• WHAT IS EXPECTED: Among the lines of the records below, copy those that hold the word "when".

• DATA RECORDS:
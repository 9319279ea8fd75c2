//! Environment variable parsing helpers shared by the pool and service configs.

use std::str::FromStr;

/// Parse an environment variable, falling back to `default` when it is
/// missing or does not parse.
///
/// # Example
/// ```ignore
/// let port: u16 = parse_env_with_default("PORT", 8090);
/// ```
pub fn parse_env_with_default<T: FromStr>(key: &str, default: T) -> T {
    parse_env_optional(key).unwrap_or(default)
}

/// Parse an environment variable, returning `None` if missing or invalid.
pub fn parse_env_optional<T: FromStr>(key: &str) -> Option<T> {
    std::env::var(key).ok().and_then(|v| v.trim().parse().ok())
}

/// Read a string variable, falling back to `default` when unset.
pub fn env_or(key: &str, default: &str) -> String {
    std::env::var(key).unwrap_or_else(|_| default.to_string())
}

• RESPONSE AREA:
/// Parse an environment variable, falling back to `default` when it is
/// Read a string variable, falling back to `default` when unset.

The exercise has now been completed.